To sum up, this paper proposes TCCFNet, which can effectively identify mangrove areas and improve the model’s performance in mangrove remote sensing image semantic segmentation by adopting dual backbone network structure, combining the advantages of ResNet residual network and Swin Transformer, and the feature fusion capability of cross-integration module.

2 Materials

2.1 Research area

The first research area is located in Hainan Dongzhaigang National Nature Reserve (100°32 ‘-100° 37’ E, 19°51’ -20° 1’ N) shown in Figure 1. With a total area of 3337.6 hectares, the reserve is the largest coastal mangrove forest in China. It includes 35 species in 18 families, including 24 true mangrove species in 10 families and 11 semi-mangrove species in 8 families. It is the first national mangrove nature reserve in Hainan Province. The second study area is Qinglan Port Nature Reserve (110°45 ‘-110°47’ E, 19°34 ‘-19°37’ N), which is the area with the largest number of mangrove species in China. There are 24 species of true mangrove and 10 species of semi-mangrove, accounting for 88.89% and 100% of the total species of true mangrove and semi-mangrove in China respectively.

Figure 1
www.frontiersin.org

Figure 1. Study area diagram. (a) China; (b) Hainan Province; (c) Hainan Dongzhaigang National Nature Reserve; (d) Qinglan Port.

2.2 Data

The data set used in this article is the same as that used in the MSFANet (Fu et al., 2024) network. The proportion of each category in the collected data set is shown in Figure 2. The three types of features, mangroves, rivers and oceans, and tidal flats, account for nearly 90% of the total, indicating the dominance of these large targets in the dataset.

Figure 2
www.frontiersin.org

Figure 2. Category distribution of mangrove remote sensing image segmentation dataset.

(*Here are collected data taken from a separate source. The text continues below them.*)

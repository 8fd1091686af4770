//! HTTP span helpers.

use uuid::Uuid;

#[derive(Debug, Clone)]
pub(super) struct RequestSpanName {
    /// Path with order ids collapsed so metric labels stay bounded.
    pub(super) route: String,
    pub(super) span_name: String,
}

pub(super) fn request_span_name(method: &str, path: &str) -> RequestSpanName {
    let route = normalise_route(path);
    let span_name = format!("{method} {route}");

    RequestSpanName { route, span_name }
}

fn normalise_route(path: &str) -> String {
    if path == "/" {
        return "/".to_owned();
    }

    path.trim_start_matches('/')
        .split('/')
        .map(|segment| {
            if Uuid::parse_str(segment).is_ok() {
                "{uuid}"
            } else {
                segment
            }
        })
        .fold(String::new(), |mut route, segment| {
            route.push('/');
            route.push_str(segment);
            route
        })
}

#[cfg(test)]
mod tests {
    use super::*;

    #[test]
    fn order_ids_are_collapsed() {
        let names = request_span_name(
            "GET",
            "/api/verificar-pagamento/01900000-0000-7000-8000-000000000000",
        );

        assert_eq!(names.route, "/api/verificar-pagamento/{uuid}");
        assert_eq!(names.span_name, "GET /api/verificar-pagamento/{uuid}");
    }

    #[test]
    fn static_paths_are_kept() {
        assert_eq!(
            request_span_name("POST", "/api/gerar-pix").route,
            "/api/gerar-pix"
        );
        assert_eq!(request_span_name("GET", "/").route, "/");
    }
}
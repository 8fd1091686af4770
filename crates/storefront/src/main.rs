//! Vitrine storefront CLI

use std::process;

use clap::Parser;
use tracing_subscriber::EnvFilter;

mod cli;

#[tokio::main]
pub async fn main() {
    let _env = dotenvy::dotenv();

    tracing_subscriber::fmt()
        .with_env_filter(
            EnvFilter::try_from_default_env().unwrap_or_else(|_| EnvFilter::new("warn")),
        )
        .with_writer(std::io::stderr)
        .init();

    let cli = cli::Cli::parse();

    if let Err(error) = cli.run().await {
        eprintln!("{error}");
        process::exit(1);
    }
}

This study draws on a dataset of 230 high-resolution remote sensing images. Following standard machine learning practices, we divided the dataset into two parts: 184 images (80%) for model training and 46 images (20%) for validation. The image size is set to 768 pixels, and the mangrove image data source is from Google Maps and consists of a high spatial resolution (0.3 m) remote sensing image taken on June 6, 2021.

3 Methods

3.1 Attention Aggregation based Feature Pyramid Network

Attention Aggregation based Feature Pyramid Network (A2-FPN) is a feature pyramid network based on attention aggregation. This model mainly reduces the computational complexity by introducing a more efficient multi-head self-attention mechanism. It combines the attention mechanism with convolutional neural network (CNN) to improve the effect of image feature extraction, and aggregates different levels of features through the improved multi-head attention mechanism, thus improving the overall performance of the model.

3.2 Adaptive Bezier Curve Network

Adaptive Bezier Curve Network (ABCNet) is a text detection model based on deep learning, which is especially suitable for detecting curved text in images. It is proposed to solve the problem of curve text detection in natural scenes, and can maintain high precision detection in complex background and irregular shape text. ABCNet can perform end-to-end training, directly from image input to detection result output, requiring manual design of complex post-processing steps. This architecture not only simplifies the training process, but also performs better in precision and speed.

3.3 Boundary-Aware Network

Boundary-aware Network (BANet) is a deep learning model for object segmentation and Boundary detection, which is mainly used to improve the boundary accuracy in image segmentation tasks. By introducing the boundary sensing module, BANet makes the model pay more attention to the boundary region of the target, so as to improve the detail processing ability of segmentation results.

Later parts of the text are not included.